Study Descriptions and Results:
Study #1: Buchbinder et al.: Previous literature has suggested that general practitioners only
partially manage LBP in an evidence-based manner. Further, there is
existing literature to indicate that individual practitioner beliefs
direct their practice patterns. This study aimed to determine whether
GP beliefs about LBP management differed according to whether they had
a “special interest” in back pain, occupational, or musculoskeletal
medicine. Surveys were completed by 3,831 GPs in Australia (a response
rate of 38.2 per cent). Pertinent results follow:

  • Compared to GPs with no special interest, those with a special
    interest in LBP were more likely to believe that complete bed rest
    (17.8 per cent versus 9.2 per cent) and work avoidance (24.5 per cent
    versus 15.8 per cent) are appropriate management approaches for acute
    LBP.
  • Special interest GPs were also more likely to believe that lumbar
    radiographs are useful in the workup of acute LBP, and that their
    interventions were unlikely to have a positive impact on the natural
    history of acute LBP.
  • GPs with a “special interest” and recent continuing education work
    had significantly better LBP management beliefs (but, this only
    equalized them with other GPs essentially) – they were less likely to
    prescribe complete bed rest or lumbar radiographs for acute LBP.
  • The authors state: “Taken together, these results provide strong
    evidence that poorer beliefs about management of back pain is driven by
    a special interest in LBP. These findings raise serious concerns about
    how back pain is currently being managed among general practitioners
    with a special interest in LBP.”

Study #2: Finestone et al.: This was a comparative knowledge survey including GPs (n=140) and
orthopedic surgeons (n=253) from Israel. All participants completed a
questionnaire at an annual professional meeting that evaluated their
knowledge of managing simple LBP. Pertinent results follow:

  • Response rates were 84 per cent for the surgeons and 45.3 per cent for the Gps.
  • 53 per cent of surgeons incorrectly recommended treatment with
    cyclooxygenase-2 (COX-2) selective NSAIDs as their preferred treatment,
    versus only eight per cent of Gps.
  • 67 per cent of surgeons and 46 per cent of GPs recommended some form of bed rest.
  • Although both groups acknowledged the potential benefit of spinal
    manipulation, 51 per cent of surgeons and 57 per cent of GPs
    incorrectly suggested that it was appropriate in all cases of LBP.
  • 29 per cent of GPs and 46 per cent of surgeons failed to rate patient explanation and encouragement as “extremely important.”
  • 53 per cent of surgeons and eight per cent of GPs felt imaging was always necessary.
  • Overall, seniority was not related to questionnaire scores, and
    surgeons performed significantly worse (roughly 25 per cent) than GPs
    (p<0.0001).

Conclusions and Practical Application:
The two studies summarized
above paint a disappointing picture of medical management of simple
LBP. The integration of some major evidence-based concepts (such as not
prescribing bed rest, the limited utility of imaging, and the broad
spectrum use of COX-2 NSAIDs) is severely lacking.
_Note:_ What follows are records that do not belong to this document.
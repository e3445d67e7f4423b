//! Retry and deadline orchestration for the upstream agent call.
//!
//! Two independent cancellation signals compose here: the retry loop stops
//! on attempt-count or its own elapsed budget, and `with_deadline` races the
//! whole orchestrated call against a wall-clock SLA. The signals stay
//! separate so each is testable in isolation, and so a deadline expiry is
//! distinguishable from retry exhaustion at the error level.

use std::future::Future;
use std::time::Duration;

use thiserror::Error;
use tokio::time::Instant;
use tracing::{debug, trace, warn};

use crate::agent::AgentError;

/// Bounded-retry configuration for transient upstream failures.
#[derive(Debug, Clone)]
pub struct RetryPolicy {
    pub max_attempts: u32,
    /// Per-attempt delay schedule; the last entry is reused for attempts
    /// beyond the schedule length.
    pub delays: Vec<Duration>,
    /// Elapsed-time stop condition for the retry loop itself (distinct from
    /// the outer wall-clock deadline).
    pub max_total: Duration,
}

impl Default for RetryPolicy {
    fn default() -> Self {
        Self {
            max_attempts: 3,
            delays: vec![
                Duration::from_secs(1),
                Duration::from_secs(2),
                Duration::from_secs(4),
            ],
            max_total: Duration::from_secs(30),
        }
    }
}

impl RetryPolicy {
    /// Delay to sleep after the given (1-based) failed attempt.
    pub fn delay_for(&self, attempt: u32) -> Duration {
        let idx = (attempt as usize).saturating_sub(1);
        self.delays
            .get(idx)
            .or_else(|| self.delays.last())
            .copied()
            .unwrap_or(Duration::from_secs(1))
    }
}

/// Observable states of the retry loop.
#[derive(Debug, Clone, Copy, PartialEq, Eq)]
pub enum RetryState {
    Idle,
    Attempting { attempt: u32 },
    Waiting { next_attempt: u32 },
    Succeeded,
    Exhausted,
}

#[derive(Debug, Error)]
pub enum RetryError {
    /// All attempts (or the retry time budget) consumed; wraps the final
    /// transient failure.
    #[error("retries exhausted after {attempts} attempts: {last}")]
    Exhausted { attempts: u32, last: AgentError },

    /// Non-retryable failure, propagated from the first attempt that hit it.
    #[error(transparent)]
    Fatal(AgentError),
}

/// Runs `op` under `policy`, retrying transient [`AgentError`]s.
///
/// Stops on whichever comes first: attempt count reaching
/// `policy.max_attempts`, or elapsed time reaching `policy.max_total`.
/// Non-retryable errors short-circuit as [`RetryError::Fatal`].
pub async fn run_with_retry<T, F, Fut>(policy: &RetryPolicy, mut op: F) -> Result<T, RetryError>
where
    F: FnMut() -> Fut,
    Fut: Future<Output = Result<T, AgentError>>,
{
    let started = Instant::now();
    let mut state = RetryState::Idle;
    trace!(?state, "retry transition");
    let mut attempt = 0u32;

    loop {
        attempt += 1;
        state = RetryState::Attempting { attempt };
        trace!(?state, "retry transition");

        match op().await {
            Ok(value) => {
                state = RetryState::Succeeded;
                trace!(?state, "retry transition");
                debug!(attempt, "agent call succeeded");
                return Ok(value);
            }
            Err(err) if !err.is_retryable() => {
                state = RetryState::Exhausted;
                trace!(?state, "retry transition");
                warn!(attempt, error = %err, "non-retryable agent failure");
                return Err(RetryError::Fatal(err));
            }
            Err(err) => {
                let elapsed = started.elapsed();
                if attempt >= policy.max_attempts || elapsed >= policy.max_total {
                    state = RetryState::Exhausted;
                    trace!(?state, "retry transition");
                    warn!(
                        attempt,
                        elapsed_ms = elapsed.as_millis() as u64,
                        error = %err,
                        "retries exhausted"
                    );
                    return Err(RetryError::Exhausted {
                        attempts: attempt,
                        last: err,
                    });
                }

                let delay = policy.delay_for(attempt);
                state = RetryState::Waiting {
                    next_attempt: attempt + 1,
                };
                trace!(?state, "retry transition");
                warn!(
                    attempt,
                    max_attempts = policy.max_attempts,
                    delay_ms = delay.as_millis() as u64,
                    error = %err,
                    "agent call failed, retrying"
                );
                tokio::time::sleep(delay).await;
            }
        }
    }
}

/// Wall-clock SLA violation; deliberately a different type from
/// [`RetryError`] so the two failure modes never blur.
#[derive(Debug, Error)]
#[error("analysis deadline of {}s exceeded", budget.as_secs())]
pub struct DeadlineExceeded {
    pub budget: Duration,
}

/// Races `fut` against a hard wall-clock budget. On expiry the in-flight
/// future is dropped (best-effort abandonment of the upstream call).
pub async fn with_deadline<T, Fut>(budget: Duration, fut: Fut) -> Result<T, DeadlineExceeded>
where
    Fut: Future<Output = T>,
{
    tokio::time::timeout(budget, fut)
        .await
        .map_err(|_| DeadlineExceeded { budget })
}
Further, it is particularly alarming that orthopedist knowledge
surrounding simple LBP is deficient, especially when one considers the
major risks and poor prognosis associated with their primary
intervention (surgery). Taken together, these results should provide a
strong wake-up call for medical practitioners and educators.

Rather than pointing a shameful finger at our medical colleagues,
chiropractors should seize this opportunity to review and update their
own knowledge on evidence-based management of LBP so we can continue to
provide top-notch care to our patients, and improve our growing
reputation among medical practitioners and patients as the spinal care
experts. •

This brief review is a sample of the content posted weekly on Research Review Service and is one of over 60 reviews available per year of the latest scientific literature in chiropractic.  RRS is approved for 4.0 CEUs/year by CMCC. 

Dr. Shawn Thistle is the founder and president of Research Review Service Inc., an online, subscription-based service designed to help busy practitioners to integrate current, relevant scientific evidence into  their practice. Shawn graduated from CMCC and holds an Honours Degree in Kinesiology from McMaster University. He also holds a certificate in Contemporary Medical Acupuncture from McMaster University, and is a Certified Active Release Techniques (ART®) Provider.  For more information about the Research Review Service, visit www.researchreviewservice.com .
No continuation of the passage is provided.